START TASK INPUTS

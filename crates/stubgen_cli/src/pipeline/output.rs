// stubgen_cli/pipeline/output - Output directory lifecycle
use anyhow::{Context, Result};
use std::fs;
use std::path::{Path, PathBuf};

pub struct OutputManager;

/// Prepared output directory. Cleans itself up on drop until the run is
/// marked successful, so an aborted run never leaves a half-written tree.
#[derive(Debug)]
pub struct PreparedOutput {
    target_dir: PathBuf,
    cleanup_on_drop: bool,
    clean_applied: bool,
}

impl OutputManager {
    pub fn prepare(target_dir: &Path, clean: bool) -> Result<PreparedOutput> {
        let mut clean_applied = false;
        if clean && target_dir.exists() {
            fs::remove_dir_all(target_dir)
                .with_context(|| format!("unable to clean {}", target_dir.display()))?;
            clean_applied = true;
        }

        fs::create_dir_all(target_dir)
            .with_context(|| format!("unable to create {}", target_dir.display()))?;

        Ok(PreparedOutput {
            target_dir: target_dir.to_path_buf(),
            cleanup_on_drop: true,
            clean_applied,
        })
    }
}

impl PreparedOutput {
    pub fn target_dir(&self) -> &Path {
        &self.target_dir
    }

    pub fn clean_applied(&self) -> bool {
        self.clean_applied
    }

    /// Write one rendered unit under its package path.
    pub fn write_unit(&self, package: &str, file_name: &str, source: &str) -> Result<PathBuf> {
        let mut dir = self.target_dir.clone();
        for segment in package.split('.') {
            dir.push(segment);
        }
        fs::create_dir_all(&dir)
            .with_context(|| format!("unable to create {}", dir.display()))?;

        let path = dir.join(file_name);
        fs::write(&path, source)
            .with_context(|| format!("unable to write {}", path.display()))?;
        Ok(path)
    }

    pub fn mark_success(&mut self) {
        self.cleanup_on_drop = false;
    }
}

impl Drop for PreparedOutput {
    fn drop(&mut self) {
        if self.cleanup_on_drop {
            let _ = fs::remove_dir_all(&self.target_dir);
        }
    }
}
// stubgen_cli - CLI functionality (library interface for testing)
use anyhow::{Context, Result};
use std::fs;
use std::path::{Path, PathBuf};

pub mod commands;
pub mod pipeline;

#[derive(clap::Parser)]
#[command(name = "stubgen")]
#[command(about = "SDK stub source generator")]
pub struct Cli {
    #[command(subcommand)]
    pub command: Option<Commands>,
}

#[derive(clap::Subcommand)]
pub enum Commands {
    /// Initialize a new stub generation project
    Init {
        /// Project name
        #[arg(default_value = ".")]
        name: String,
    },
    /// Generate stub sources from the project's API surface files
    Generate {
        /// Project directory (defaults to the nearest stubgen.toml)
        #[arg(long)]
        project: Option<String>,
        /// Output directory override
        #[arg(short, long)]
        output: Option<String>,
        /// Format rendered units
        #[arg(long)]
        format: bool,
        /// Remove the output directory before generating
        #[arg(long)]
        clean: bool,
        /// Write a stubs.sha256 digest listing next to the output
        #[arg(long)]
        digests: bool,
    },
    /// Parse and validate the API surface without generating anything
    Check {
        /// Project directory (defaults to the nearest stubgen.toml)
        #[arg(long)]
        project: Option<String>,
    },
    /// Show version information
    Version,
}

pub fn init_project(name: &str) -> Result<String> {
    let project_dir = if name == "." {
        std::env::current_dir()?
    } else {
        let dir = Path::new(name);
        fs::create_dir_all(dir)?;
        dir.to_path_buf()
    };

    let project_name = project_dir
        .file_name()
        .unwrap_or_default()
        .to_string_lossy()
        .to_string();

    let manifest = format!(
        r#"[package]
name = "{}"

[surface]
include = ["api/**/*.api"]

[output]
directory = "out"
format = true
"#,
        project_name
    );
    fs::write(project_dir.join("stubgen.toml"), manifest)
        .with_context(|| format!("unable to write {}/stubgen.toml", project_dir.display()))?;

    let api_dir = project_dir.join("api");
    fs::create_dir_all(&api_dir)?;

    let starter = r#"// Signature format: 2.0
package android.provider {

  /**
   * Commonly used column names.
   * @apiSince 1
   */
  public interface BaseColumns {
    /** @apiSince 1 */
    field public static final String _COUNT = "_count";
    /** @apiSince 1 */
    field public static final String _ID = "_id";
  }

}
"#;
    fs::write(api_dir.join("current.api"), starter)?;

    Ok(project_name)
}

pub fn get_version() -> String {
    format!("stubgen {} - SDK stub source generator", env!("CARGO_PKG_VERSION"))
}

pub fn resolve_start_dir(project: Option<&str>) -> Result<PathBuf> {
    match project {
        Some(path) => {
            let candidate = PathBuf::from(path);
            if candidate.is_dir() {
                Ok(candidate)
            } else {
                anyhow::bail!("project directory '{}' not found", path);
            }
        }
        None => std::env::current_dir().context("unable to determine current directory"),
    }
}
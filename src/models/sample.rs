//! Price samples and the chronological series built from them

/// A single (price, timestamp) observation, price already in CNH per gram
#[derive(Debug, Clone, Copy, PartialEq)]
pub struct Sample {
    pub price: f64,
    /// Unix seconds; `None` when the upstream timestamp could not be parsed
    pub timestamp_seconds: Option<i64>,
}

impl Sample {
    #[cfg(test)]
    pub fn new(price: f64, timestamp_seconds: i64) -> Self {
        Self {
            price,
            timestamp_seconds: Some(timestamp_seconds),
        }
    }
}

/// Chronologically ordered samples (oldest first) for one refresh cycle.
///
/// The ordering is fixed here, once, so the trend evaluator and the chart
/// never have to care which way the feed delivered its records.
#[derive(Debug, Clone, Default, PartialEq)]
pub struct Series {
    samples: Vec<Sample>,
}

impl Series {
    /// Build a series, sorting by timestamp when every sample has one.
    /// Otherwise arrival order is kept as-is.
    pub fn from_samples(mut samples: Vec<Sample>) -> Self {
        if samples.iter().all(|s| s.timestamp_seconds.is_some()) {
            samples.sort_by_key(|s| s.timestamp_seconds);
        }
        Self { samples }
    }

    pub fn len(&self) -> usize {
        self.samples.len()
    }

    /// Most recent sample
    pub fn current(&self) -> Option<&Sample> {
        self.samples.last()
    }

    /// Sample right before the most recent one
    pub fn previous(&self) -> Option<&Sample> {
        self.samples.len().checked_sub(2).map(|i| &self.samples[i])
    }

    /// Prices in chronological order, as fed to the chart
    pub fn prices(&self) -> Vec<f64> {
        self.samples.iter().map(|s| s.price).collect()
    }
}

END TASK INPUTS

== PROMPT ==
All lines of the records above that carry the word "iter" should be listed.

== ANSWER SECTION ==
        if samples.iter().all(|s| s.timestamp_seconds.is_some()) {
        self.samples.iter().map(|s| s.price).collect()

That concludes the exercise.